You can practice working with UNIX sockets by completing the UNIX Sockets Communication task.

Network Sockets

Network sockets are an inter-process communication (IPC) method that enables communication between processes on different hosts. They are managed through the Berkeley Sockets API, which is widely supported across various operating systems and programming languages. The API is further explored in the Unix sockets section. This section focuses on identifying peer processes and establishing connections between them.

Addresses and Ports

The most crucial aspect of remote I/O is identifying the correct endpoint for communication. Whether you are connecting to a website or a Minecraft server, you need a reliable way to specify the application you want to interact with. This is where IP addresses and ports come into play.

An IP address is a unique numerical label assigned to each device on a network. It functions like a mailing address, ensuring that data packets reach the correct destination. For example, if you want to access a website, your browser connects to the server's IP address, so that the server knows where to send the requested data.
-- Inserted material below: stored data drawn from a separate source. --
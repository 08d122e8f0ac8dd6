//! HTTP client for the relay API

use async_trait::async_trait;
use reqwest::{Response, StatusCode};
use serde::{de::DeserializeOwned, Serialize};
use thiserror::Error;
use tracing::debug;

use crate::{
    api::{CREATE_PATH, READ_PATH, UPDATE_PATH},
    config::ClientConfig,
    models::{
        Coordinates, ErrorResponse, LocationPayload, LocationReading, MessageResponse, RoomCode,
        RoomCodePayload,
    },
};

#[derive(Error, Debug)]
pub enum ClientError {
    #[error("Network error: {0}")]
    Transport(#[from] reqwest::Error),

    /// The relay answered with a failure status
    #[error("{message}")]
    Api { status: StatusCode, message: String },
}

impl ClientError {
    pub fn status(&self) -> Option<StatusCode> {
        match self {
            ClientError::Transport(e) => e.status(),
            ClientError::Api { status, .. } => Some(*status),
        }
    }
}

/// Operations of the relay API used by the client loops
#[async_trait]
pub trait LocationApi: Send + Sync + 'static {
    /// Publish a new location under `room_code`
    async fn create_location(
        &self,
        room_code: &RoomCode,
        coordinates: Coordinates,
    ) -> Result<String, ClientError>;

    /// Overwrite the location published under `room_code`
    async fn update_location(
        &self,
        room_code: &RoomCode,
        coordinates: Coordinates,
    ) -> Result<String, ClientError>;

    /// Fetch the latest location published under `room_code`
    async fn read_location(&self, room_code: &RoomCode) -> Result<LocationReading, ClientError>;
}

/// reqwest-backed [`LocationApi`]
#[derive(Debug, Clone)]
pub struct LocationClient {
    http: reqwest::Client,
    base_url: String,
}

impl LocationClient {
    pub fn new(config: &ClientConfig) -> Result<Self, ClientError> {
        let http = reqwest::Client::builder()
            .timeout(config.request_timeout)
            .build()?;

        Ok(Self::with_client(http, &config.base_url))
    }

    pub fn with_client(http: reqwest::Client, base_url: &str) -> Self {
        Self {
            http,
            base_url: base_url.trim_end_matches('/').to_string(),
        }
    }

    pub fn base_url(&self) -> &str {
        &self.base_url
    }

    async fn post<B, T>(&self, path: &str, body: &B) -> Result<T, ClientError>
    where
        B: Serialize + ?Sized,
        T: DeserializeOwned,
    {
        let url = format!("{}{}", self.base_url, path);
        debug!("POST {}", url);
        let response = self.http.post(url).json(body).send().await?;
        decode(response).await
    }
}

async fn decode<T: DeserializeOwned>(response: Response) -> Result<T, ClientError> {
    let status = response.status();
    if status.is_success() {
        return Ok(response.json().await?);
    }

    let message = match response.json::<ErrorResponse>().await {
        Ok(body) => body.error,
        Err(_) => status
            .canonical_reason()
            .unwrap_or("Unexpected response")
            .to_string(),
    };
    Err(ClientError::Api { status, message })
}

#[async_trait]
impl LocationApi for LocationClient {
    async fn create_location(
        &self,
        room_code: &RoomCode,
        coordinates: Coordinates,
    ) -> Result<String, ClientError> {
        let response: MessageResponse = self
            .post(CREATE_PATH, &LocationPayload::new(room_code, coordinates))
            .await?;
        Ok(response.message)
    }

    async fn update_location(
        &self,
        room_code: &RoomCode,
        coordinates: Coordinates,
    ) -> Result<String, ClientError> {
        let response: MessageResponse = self
            .post(UPDATE_PATH, &LocationPayload::new(room_code, coordinates))
            .await?;
        Ok(response.message)
    }

    async fn read_location(&self, room_code: &RoomCode) -> Result<LocationReading, ClientError> {
        self.post(READ_PATH, &RoomCodePayload::new(room_code)).await
    }
}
But what if there is more than one server running at that IP address?

This is the reason we need ports. A port is simply a number that uniquely identifies a connection on a device. When an application performs remote I/O, it requests a port from the operating system and begins listening for incoming data on that port. However, how do clients know which port the application is using? Typically, this information is transmitted by user or established by convention. For instance, popular applications have predefined ports: SSH uses port 22, HTTP operates on port 80, and HTTPS defaults to port 443.

Note: In most cases, you don’t interact with IP addresses and ports directly. For example, when you access https://cs-pub-ro.github.io/operating-systems/, you don’t see any numbers. Behind the scenes, the DNS translates the domain name cs-pub-ro.github.io to its corresponding IP address, while the HTTPS protocol automatically uses port 443 by default.

Note: You can use network sockets for communication between local processes. Each host provides a localhost address (commonly 127.0.0.1) or a loopback address that can be used for this purpose.

Let's take a coding example to see how addresses and ports are used to identify a process over the network:

##define PORT 12345
struct sockaddr_in addr; // Structure to hold the address for the network socket.

memset(&addr, 0, sizeof(addr)); // Clear the address structure.
addr.sin_family = AF_INET; // Set the address family to IPv4.
server_addr.sin_addr.s_addr = inet_addr("127.0.0.1"); // Set the server's IP address (localhost).
addr.sin_port = htons(PORT); // Set the port number.

int sockfd = socket(AF_INET, SOCK_STREAM, 0); // Create the socket.
if (sockfd < 0) {...} // handle error

int rc = bind(sockfd, (struct sockaddr *) &addr, sizeof(addr)); // Bind the socket.
if (rc < 0) {...} // handle error

You can practice working with network sockets by completing the Network Sockets Communication task.

Client-Server Model

In our previous IPC examples, we used the terms sender and receiver. In practice, these are commonly referred to as the client (sender) and server (receiver). While the socket API provides the necessary tools for communication, it doesn’t define an actual communication protocol. This is where an application protocol comes in (distinct from transport protocols like UDP and TCP). An application protocol defines the rules and structure for how the communication should take place. For example, in the Network Sockets Communication task, the server stops upon receiving the exit string from the client.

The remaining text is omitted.